By Kathy Witt
History will cast its shadow on Hopkinsville on Monday, Aug. 21, 2107, when a total eclipse of the sun plunges this western Kentucky town into darkness.
Billed as “the most exciting 2 minutes, 40 seconds in astronomy,” it will be a once-in-a-lifetime event – the breadth and scope of which hasn’t been seen since 1918, when an eclipse was visible in the United States from the Pacific coast to the Atlantic.
This is a BIG DEAL, folks. And where is THE place that has the best seats in the house, so to speak, in the entire world and the longest opportunity to view the eclipse? Predictions are that it will be right here in Hopkinsville, Kentucky, in Christian County. Population: 31,000.
And that’s not all of the other-worldly treasures this area has in store!
Little Green Men
The town has already made history for its extraterrestrial ties. On Aug. 21, 1955 – exactly 62 years to the day before next year’s rare phenomenon – a “spaceship carrying 12 to 15 little men landed in the Kelly community” (or so they say) and thrust Hopkinsville into the headlines. How’s that for coincidental timing? (We like to say the little guys were just coming to get the best seats for next year’s major solar show!)

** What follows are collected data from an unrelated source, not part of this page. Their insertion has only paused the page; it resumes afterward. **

/*!
 * Analytics
 * Forwards calculator events once the tracker has been explicitly initialized.
 */
use serde::{Deserialize, Serialize};
use std::sync::OnceLock;

use crate::db::seed::DEFAULT_GA_MEASUREMENT_ID;
use crate::pricing::CalculatorEvent;

#[derive(Debug, Clone, PartialEq, Eq, Serialize, Deserialize)]
#[serde(rename_all = "camelCase")]
pub struct AnalyticsConfig {
    pub fb_pixel_id: Option<String>,
    pub ga_measurement_id: String,
}

impl Default for AnalyticsConfig {
    fn default() -> Self {
        Self {
            fb_pixel_id: None,
            ga_measurement_id: DEFAULT_GA_MEASUREMENT_ID.to_string(),
        }
    }
}

impl AnalyticsConfig {
    /// Build from stored setting values; blank values fall back to defaults.
    pub fn from_settings(fb_pixel_id: Option<String>, ga_measurement_id: Option<String>) -> Self {
        Self {
            fb_pixel_id: fb_pixel_id.filter(|id| !id.trim().is_empty()),
            ga_measurement_id: ga_measurement_id
                .filter(|id| !id.trim().is_empty())
                .unwrap_or_else(|| DEFAULT_GA_MEASUREMENT_ID.to_string()),
        }
    }
}

#[derive(Debug, Clone, Copy, PartialEq, Eq)]
pub enum InitOutcome {
    Initialized,
    AlreadyInitialized,
}

/// Event sink. Starts uninitialized; the first `initialize` call fixes its config.
#[derive(Debug, Default)]
pub struct Analytics {
    config: OnceLock<AnalyticsConfig>,
}

impl Analytics {
    pub fn new() -> Self {
        Self::default()
    }

    pub fn initialize(&self, config: AnalyticsConfig) -> InitOutcome {
        match self.config.set(config) {
            Ok(()) => {
                let config = self.config();
                tracing::info!(
                    ga_measurement_id = config.map(|c| c.ga_measurement_id.as_str()),
                    fb_pixel = config.is_some_and(|c| c.fb_pixel_id.is_some()),
                    "analytics initialized"
                );
                InitOutcome::Initialized
            }
            Err(_) => InitOutcome::AlreadyInitialized,
        }
    }

    pub fn config(&self) -> Option<&AnalyticsConfig> {
        self.config.get()
    }

    /// Emit the event; returns `false` (and drops it) when not initialized.
    pub fn track(&self, event: &CalculatorEvent) -> bool {
        let Some(config) = self.config.get() else {
            tracing::debug!(content_name = %event.content_name, "analytics not initialized; event dropped");
            return false;
        };

        tracing::info!(
            target: "analytics",
            event = "ViewContent",
            content_name = %event.content_name,
            content_category = %event.content_category,
            value = event.value,
            currency = %event.currency,
            fb_pixel_id = config.fb_pixel_id.as_deref().unwrap_or(""),
            "calculator event"
        );
        true
    }
}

Today, the locals celebrate this Twilight Zone-worthy incident with a festival named in honor of the deep space denizens: Kelly Little Green Men Days takes place annually and is set for Aug. 18-21 in 2017 – coinciding with the big eclipse, of course. Come participate in a weekend of far-out fun, food and more!
Other events tied to the eclipse celebration include the Christian County Cattlemen’s Lonestar Rodeo, Aug. 18-19, at the Western Kentucky Fairgrounds, and a Summer Salute, which lasts the whole weekend of Aug. 18-20 and will feature headlining music acts, a chili cook-off, kids’ fun zone, food and crafts vendors and other activities.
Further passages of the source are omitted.